### How to complete this task:
Scan the entries for the word "values". Every line that has it should be copied.

### Supplied data:
□ □ □ □
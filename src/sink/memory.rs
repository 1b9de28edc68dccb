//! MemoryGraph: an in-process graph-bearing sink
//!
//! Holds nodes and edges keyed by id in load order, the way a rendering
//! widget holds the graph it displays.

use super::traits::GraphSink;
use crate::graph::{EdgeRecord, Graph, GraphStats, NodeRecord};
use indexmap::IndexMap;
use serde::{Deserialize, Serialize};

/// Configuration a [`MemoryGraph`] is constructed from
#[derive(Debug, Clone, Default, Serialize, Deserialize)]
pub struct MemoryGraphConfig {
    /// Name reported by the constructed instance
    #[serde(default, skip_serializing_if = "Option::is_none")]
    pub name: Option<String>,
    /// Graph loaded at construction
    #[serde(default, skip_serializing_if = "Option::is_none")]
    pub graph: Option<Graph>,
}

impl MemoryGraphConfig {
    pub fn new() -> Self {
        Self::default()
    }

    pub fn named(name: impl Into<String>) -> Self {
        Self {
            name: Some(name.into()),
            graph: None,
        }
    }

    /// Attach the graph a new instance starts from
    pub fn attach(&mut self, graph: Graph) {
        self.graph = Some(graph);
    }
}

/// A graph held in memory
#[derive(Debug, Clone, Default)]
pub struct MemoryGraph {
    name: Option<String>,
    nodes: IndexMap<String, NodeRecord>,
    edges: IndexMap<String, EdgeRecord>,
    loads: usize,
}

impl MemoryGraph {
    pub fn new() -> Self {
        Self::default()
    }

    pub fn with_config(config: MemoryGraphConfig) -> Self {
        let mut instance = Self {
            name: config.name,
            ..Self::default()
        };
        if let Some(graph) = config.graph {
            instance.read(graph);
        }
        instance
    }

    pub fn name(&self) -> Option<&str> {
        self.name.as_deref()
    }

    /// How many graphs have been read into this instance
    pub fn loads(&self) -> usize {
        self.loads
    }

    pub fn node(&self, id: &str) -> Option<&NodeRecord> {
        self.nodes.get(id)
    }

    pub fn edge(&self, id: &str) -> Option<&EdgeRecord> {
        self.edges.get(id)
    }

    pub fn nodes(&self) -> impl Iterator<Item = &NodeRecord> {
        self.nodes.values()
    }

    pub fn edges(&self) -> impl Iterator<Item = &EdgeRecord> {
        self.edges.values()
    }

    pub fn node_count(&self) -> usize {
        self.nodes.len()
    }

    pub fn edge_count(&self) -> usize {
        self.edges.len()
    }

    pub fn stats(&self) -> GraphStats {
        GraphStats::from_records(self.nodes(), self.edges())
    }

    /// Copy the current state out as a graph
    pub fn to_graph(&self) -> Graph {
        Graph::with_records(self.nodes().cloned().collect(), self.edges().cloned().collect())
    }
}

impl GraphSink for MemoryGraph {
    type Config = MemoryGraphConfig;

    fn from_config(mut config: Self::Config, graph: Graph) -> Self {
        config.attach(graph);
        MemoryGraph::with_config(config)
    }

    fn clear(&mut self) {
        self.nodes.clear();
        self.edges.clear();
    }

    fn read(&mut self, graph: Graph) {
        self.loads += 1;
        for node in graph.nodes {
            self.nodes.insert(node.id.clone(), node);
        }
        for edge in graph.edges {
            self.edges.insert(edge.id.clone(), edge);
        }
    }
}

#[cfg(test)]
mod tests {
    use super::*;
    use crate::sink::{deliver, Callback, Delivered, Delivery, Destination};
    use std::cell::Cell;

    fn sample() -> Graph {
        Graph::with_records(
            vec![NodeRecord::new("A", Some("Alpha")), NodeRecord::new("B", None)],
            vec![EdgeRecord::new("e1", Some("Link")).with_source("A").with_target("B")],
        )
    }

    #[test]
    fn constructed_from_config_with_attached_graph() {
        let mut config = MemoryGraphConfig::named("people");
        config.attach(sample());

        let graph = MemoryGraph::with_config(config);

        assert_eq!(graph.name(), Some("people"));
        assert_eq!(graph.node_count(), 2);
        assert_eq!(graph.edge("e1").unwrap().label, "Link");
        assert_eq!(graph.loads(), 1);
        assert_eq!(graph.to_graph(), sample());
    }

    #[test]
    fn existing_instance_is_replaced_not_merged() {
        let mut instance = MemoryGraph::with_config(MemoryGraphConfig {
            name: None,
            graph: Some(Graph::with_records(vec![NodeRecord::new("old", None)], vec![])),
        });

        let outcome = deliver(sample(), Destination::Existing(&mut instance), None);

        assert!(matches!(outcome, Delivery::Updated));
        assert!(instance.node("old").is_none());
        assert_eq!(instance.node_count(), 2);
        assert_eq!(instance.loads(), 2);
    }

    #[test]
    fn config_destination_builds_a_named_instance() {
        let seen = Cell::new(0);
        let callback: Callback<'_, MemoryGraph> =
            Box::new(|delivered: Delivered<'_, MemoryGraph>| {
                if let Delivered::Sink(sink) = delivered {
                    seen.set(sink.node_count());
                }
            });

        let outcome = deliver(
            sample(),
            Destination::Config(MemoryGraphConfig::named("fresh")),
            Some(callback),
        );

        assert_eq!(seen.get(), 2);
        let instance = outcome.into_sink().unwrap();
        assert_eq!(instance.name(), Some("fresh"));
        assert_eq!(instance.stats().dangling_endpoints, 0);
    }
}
□ □ □ □
### Answer area:
        self.nodes.values()
        self.edges.values()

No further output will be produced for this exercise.